Experience the Difference

Triathlon is ONE sport

Over the years, I have seen so much written about triathlon and now, with the prevalence of the many different social media platforms available, it feels like you can’t turn around without reading something about the sport. I see on T-shirts and blogs about how tough triathlon is, so many of them saying “as if one sport isn’t hard enough!”
In my opinion, it is not three sports, triathlon is one sport and if you are not training with that thought in mind, then you are doing it all wrong.
Riding after a hard swim and running after a hard bike is tough to do well but if you want to be a good triathlete you NEED to find a way to be able to do that.
Like anything good in life, triathlon takes time and consistency to achieve.
Of the many thousands of triathlons around the world each year, only a very, very, small percentage of them are won by an athlete who is strong in only one of the legs.

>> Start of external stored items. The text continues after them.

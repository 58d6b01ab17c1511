//! Operation Context
//!
//! Per-request metadata threaded from the middleware into the services so
//! that every log line of one request shares a correlation id.

use serde::{Deserialize, Serialize};
use std::net::IpAddr;
use uuid::Uuid;

use super::UserId;

#[derive(Debug, Clone, Serialize, Deserialize)]
pub struct OperationContext {
    /// Taken from `x-request-id`, or generated
    pub correlation_id: Uuid,

    /// Bearer of a verified token, on protected routes only
    #[serde(skip_serializing_if = "Option::is_none")]
    pub actor: Option<UserId>,

    #[serde(skip_serializing_if = "Option::is_none")]
    pub client_ip: Option<IpAddr>,
}

impl OperationContext {
    /// Context with a fresh correlation id and no actor
    pub fn new() -> Self {
        Self::for_request(Uuid::new_v4())
    }

    pub fn for_request(correlation_id: Uuid) -> Self {
        Self {
            correlation_id,
            actor: None,
            client_ip: None,
        }
    }

    pub fn with_actor(mut self, user_id: UserId) -> Self {
        self.actor = Some(user_id);
        self
    }

    pub fn with_client_ip(mut self, ip: IpAddr) -> Self {
        self.client_ip = Some(ip);
        self
    }

    /// Actor name for log fields; `anonymous` on public routes
    pub fn actor_label(&self) -> &str {
        self.actor.as_ref().map_or("anonymous", UserId::as_str)
    }
}

impl Default for OperationContext {
    fn default() -> Self {
        Self::new()
    }
}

You do not need to be the best swimmer, bike rider, or runner to do well in triathlon. What you need is consistency across the 3 disciplines.
I remember when triathlon started back in the 1970’s, we described triathletes as fair weather athletes. In those formative days of triathlon, many took up the sport because they wanted to be competitive at a sport, normally coming from a background in one of the three disciplines but they were not highly competitive at any one in particular.

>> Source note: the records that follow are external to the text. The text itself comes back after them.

//! Error handling module
//!
//! Centralized error types and HTTP response conversion.

use axum::extract::rejection::{JsonRejection, PathRejection, QueryRejection};
use axum::http::StatusCode;
use axum::response::{IntoResponse, Response};
use axum::Json;
use serde::Serialize;

use crate::auth::AuthError;
use crate::domain::DomainError;
use crate::store::StoreError;

/// Application-wide Result type
pub type AppResult<T> = Result<T, AppError>;

/// Application error types
#[derive(Debug, thiserror::Error)]
pub enum AppError {
    // Client errors (4xx)
    #[error("Invalid request: {0}")]
    InvalidRequest(String),

    #[error("Authentication required: {0}")]
    Unauthenticated(#[from] AuthError),

    #[error("Event not found")]
    EventNotFound,

    #[error("Booking not found")]
    BookingNotFound,

    // Domain errors
    #[error(transparent)]
    Domain(#[from] DomainError),

    // Server errors (5xx)
    #[error("Database error: {0}")]
    Database(#[from] sqlx::Error),

    #[error("Internal error: {0}")]
    Internal(String),

    #[error("Configuration error: {0}")]
    Config(#[from] crate::config::ConfigError),
}

impl From<StoreError> for AppError {
    fn from(err: StoreError) -> Self {
        match err {
            StoreError::Domain(e) => AppError::Domain(e),
            StoreError::Database(e) => AppError::Database(e),
            StoreError::Corrupt(msg) => AppError::Internal(msg),
        }
    }
}

impl From<JsonRejection> for AppError {
    fn from(rejection: JsonRejection) -> Self {
        AppError::InvalidRequest(rejection.body_text())
    }
}

impl From<PathRejection> for AppError {
    fn from(rejection: PathRejection) -> Self {
        AppError::InvalidRequest(rejection.body_text())
    }
}

impl From<QueryRejection> for AppError {
    fn from(rejection: QueryRejection) -> Self {
        AppError::InvalidRequest(rejection.body_text())
    }
}

/// Error response body
#[derive(Debug, Serialize)]
pub struct ErrorResponse {
    pub message: String,
}

impl AppError {
    pub fn status_code(&self) -> StatusCode {
        match self {
            // 400 Bad Request
            AppError::InvalidRequest(_) => StatusCode::BAD_REQUEST,

            // 401 Unauthorized
            AppError::Unauthenticated(_) => StatusCode::UNAUTHORIZED,

            // 404 Not Found
            AppError::EventNotFound | AppError::BookingNotFound => StatusCode::NOT_FOUND,

            // Domain errors - map to appropriate HTTP status
            AppError::Domain(domain_err) => match domain_err {
                DomainError::InvalidTicketCount(_)
                | DomainError::TicketCountTooLarge(_)
                | DomainError::InvalidEvent(_)
                | DomainError::InvalidPrice(_)
                | DomainError::InvalidUserId
                | DomainError::CapacityImmutable => StatusCode::BAD_REQUEST,
                DomainError::NotBookingOwner(_) => StatusCode::FORBIDDEN,
                DomainError::EventNotFound(_) | DomainError::BookingNotFound(_) => {
                    StatusCode::NOT_FOUND
                }
                DomainError::InsufficientCapacity { .. }
                | DomainError::AlreadyCancelled(_)
                | DomainError::IdempotencyConflict(_)
                | DomainError::InvalidTransition { .. } => StatusCode::CONFLICT,
            },

            // 500 Internal Server Error
            AppError::Database(_) | AppError::Internal(_) | AppError::Config(_) => {
                StatusCode::INTERNAL_SERVER_ERROR
            }
        }
    }
}

impl IntoResponse for AppError {
    fn into_response(self) -> Response {
        let status = self.status_code();

        let message = match &self {
            AppError::Database(e) => {
                tracing::error!(error = ?e, "Database error");
                "Internal server error".to_string()
            }
            AppError::Internal(msg) => {
                tracing::error!(error = %msg, "Internal error");
                "Internal server error".to_string()
            }
            AppError::Config(e) => {
                tracing::error!(error = ?e, "Config error");
                "Internal server error".to_string()
            }
            AppError::Domain(DomainError::InsufficientCapacity { .. }) => {
                "Not enough seats available".to_string()
            }
            AppError::Unauthenticated(_) => "Authentication required".to_string(),
            other => other.to_string(),
        };

        (status, Json(ErrorResponse { message })).into_response()
    }
}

They were described as fair weather athletes because it always seemed that once the cold and rain set in during the WA winter, these athletes put all of their equipment away and were not to be seen again until the sun re-appeared in September or October.
In those early days, the triathletes were being coached by swim coaches for the swim, cycle coaches for the bike, and track or distance running coaches for the run.
What a disaster that was, both then and even now. Exact specificity will still not be successful unless the program design is by one person/coach under the premise that triathlon is ONE sport.
Oh how things have changed… or at least by now, should have changed. I still see many triathletes being coached by individual coaches across the three disciplines, or, are self-coached. This means separate coaches for swim squad, group bike rides and run sessions.
So, what is wrong with that?
To me, that is a question that could take all day to answer. However, I will explain as best I can.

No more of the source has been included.